* _Task instructions_: Bring together all lines of the material below that contain the string "check".
┌──
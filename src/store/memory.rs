use std::collections::BTreeMap;
use std::sync::{Arc, Mutex, MutexGuard, PoisonError};

use super::{Operation, StoreError, SummaryStore, SummaryTransaction};
use crate::summary::{DocumentId, SummaryDocument, SummaryEdge};

#[derive(Clone, Debug, Default)]
struct State {
	next_id: DocumentId,
	domains: BTreeMap<DocumentId, String>,
	summaries: BTreeMap<DocumentId, SummaryDocument>,
	edges: BTreeMap<DocumentId, SummaryEdge>
}

impl State {
	fn allocate(&mut self) -> DocumentId {
		self.next_id += 1;
		self.next_id
	}
}

#[derive(Clone, Debug, Default)]
struct Faults {
	step: Option<Operation>,
	commit: bool
}

/// In-process store. Clones share the same collections.
///
/// A transaction holds the store's lock from `begin` until it is committed or
/// dropped, so concurrent units of work are fully serialized. Steps apply to
/// a private copy which replaces the shared state only on commit.
#[derive(Clone, Debug, Default)]
pub struct MemoryStore {
	state: Arc<Mutex<State>>,
	faults: Faults
}

impl MemoryStore {
	pub fn new() -> MemoryStore {
		MemoryStore::default()
	}

	/// Makes every transaction opened through this handle fail at `step`.
	pub fn fail_on(mut self, step: Operation) -> MemoryStore {
		self.faults.step = Some(step);
		self
	}

	/// Makes every commit through this handle fail after its steps succeeded.
	pub fn fail_commit(mut self) -> MemoryStore {
		self.faults.commit = true;
		self
	}

	pub fn add_domain(&self, domain: &str) -> DocumentId {
		let mut state = self.snapshot();
		let id = state.allocate();
		state.domains.insert(id, domain.to_string());
		id
	}

	pub fn summaries(&self) -> Vec<(DocumentId, SummaryDocument)> {
		self.snapshot().summaries.iter().map(|(id, s)| (*id, s.clone())).collect()
	}

	pub fn edges(&self) -> Vec<SummaryEdge> {
		self.snapshot().edges.values().cloned().collect()
	}

	/// The summary linked to `domain` for `start_date`, following the edge.
	pub fn summary_for(&self, domain: &str, start_date: &str) -> Option<SummaryDocument> {
		let state = self.snapshot();
		let domain_id = find_domain(&state, domain)?;
		let edge = find_edge(&state, domain_id, start_date)?;
		state.summaries.get(&edge.to).cloned()
	}

	fn snapshot(&self) -> MutexGuard<'_, State> {
		self.state.lock().unwrap_or_else(PoisonError::into_inner)
	}
}

fn find_domain(state: &State, domain: &str) -> Option<DocumentId> {
	state.domains.iter().find(|(_, name)| name.as_str() == domain).map(|(id, _)| *id)
}

fn find_edge<'s>(state: &'s State, domain: DocumentId, start_date: &str) -> Option<&'s SummaryEdge> {
	state.edges.values().find(|e| e.from == domain && e.start_date == start_date)
}

impl SummaryStore for MemoryStore {
	fn begin(&mut self) -> Result<Box<dyn SummaryTransaction + '_>, StoreError> {
		let guard = self.state.lock()
			.map_err(|_| StoreError::Unavailable("memory store lock poisoned".to_string()))?;
		let working = guard.clone();

		Ok(Box::new(MemoryTransaction {
			guard,
			working,
			faults: self.faults.clone(),
		}))
	}

	fn summaries_for_domain(&mut self, domain: &str) -> Result<Vec<(String, SummaryDocument)>, StoreError> {
		let state = self.snapshot();
		let domain_id = match find_domain(&state, domain) {
			Some(id) => id,
			None => return Ok(Vec::new()),
		};

		let mut summaries: Vec<(String, SummaryDocument)> = state.edges.values()
			.filter(|e| e.from == domain_id)
			.filter_map(|e| state.summaries.get(&e.to).map(|s| (e.start_date.clone(), s.clone())))
			.collect();
		summaries.sort_by(|a, b| a.0.cmp(&b.0));
		Ok(summaries)
	}
}

struct MemoryTransaction<'a> {
	guard: MutexGuard<'a, State>,
	working: State,
	faults: Faults
}

impl<'a> MemoryTransaction<'a> {
	fn check(&self, step: Operation) -> Result<(), StoreError> {
		if self.faults.step == Some(step) {
			return Err(StoreError::Rejected(format!("injected failure in {}", step)));
		}
		Ok(())
	}
}

impl<'a> SummaryTransaction for MemoryTransaction<'a> {
	fn domain_id(&mut self, domain: &str) -> Result<Option<DocumentId>, StoreError> {
		self.check(Operation::FindDomain)?;
		Ok(find_domain(&self.working, domain))
	}

	fn summary_edge(&mut self, domain: DocumentId, start_date: &str) -> Result<Option<SummaryEdge>, StoreError> {
		self.check(Operation::FindEdge)?;
		Ok(find_edge(&self.working, domain, start_date).cloned())
	}

	fn insert_summary(&mut self, summary: &SummaryDocument) -> Result<DocumentId, StoreError> {
		self.check(Operation::InsertSummary)?;
		let id = self.working.allocate();
		self.working.summaries.insert(id, summary.clone());
		Ok(id)
	}

	fn replace_summary(&mut self, id: DocumentId, summary: &SummaryDocument) -> Result<(), StoreError> {
		self.check(Operation::ReplaceSummary)?;
		match self.working.summaries.get_mut(&id) {
			Some(stored) => {
				*stored = summary.clone();
				Ok(())
			},
			None => Err(StoreError::Rejected(format!("summary {} linked by edge does not exist", id))),
		}
	}

	fn insert_edge(&mut self, from: DocumentId, to: DocumentId, start_date: &str) -> Result<DocumentId, StoreError> {
		self.check(Operation::InsertEdge)?;
		if find_edge(&self.working, from, start_date).is_some() {
			return Err(StoreError::Rejected(format!("edge for ({}, {}) already exists", from, start_date)));
		}

		let id = self.working.allocate();
		self.working.edges.insert(id, SummaryEdge {
			id,
			from,
			to,
			start_date: start_date.to_string(),
		});
		Ok(id)
	}

	fn commit(self: Box<Self>) -> Result<(), StoreError> {
		let MemoryTransaction { mut guard, working, faults } = *self;
		if faults.commit {
			return Err(StoreError::Unavailable("injected commit failure".to_string()));
		}

		*guard = working;
		Ok(())
	}
}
└──
* _Task output_:
	fn check(&self, step: Operation) -> Result<(), StoreError> {
		self.check(Operation::FindDomain)?;
		self.check(Operation::FindEdge)?;
		self.check(Operation::InsertSummary)?;
		self.check(Operation::ReplaceSummary)?;
		self.check(Operation::InsertEdge)?;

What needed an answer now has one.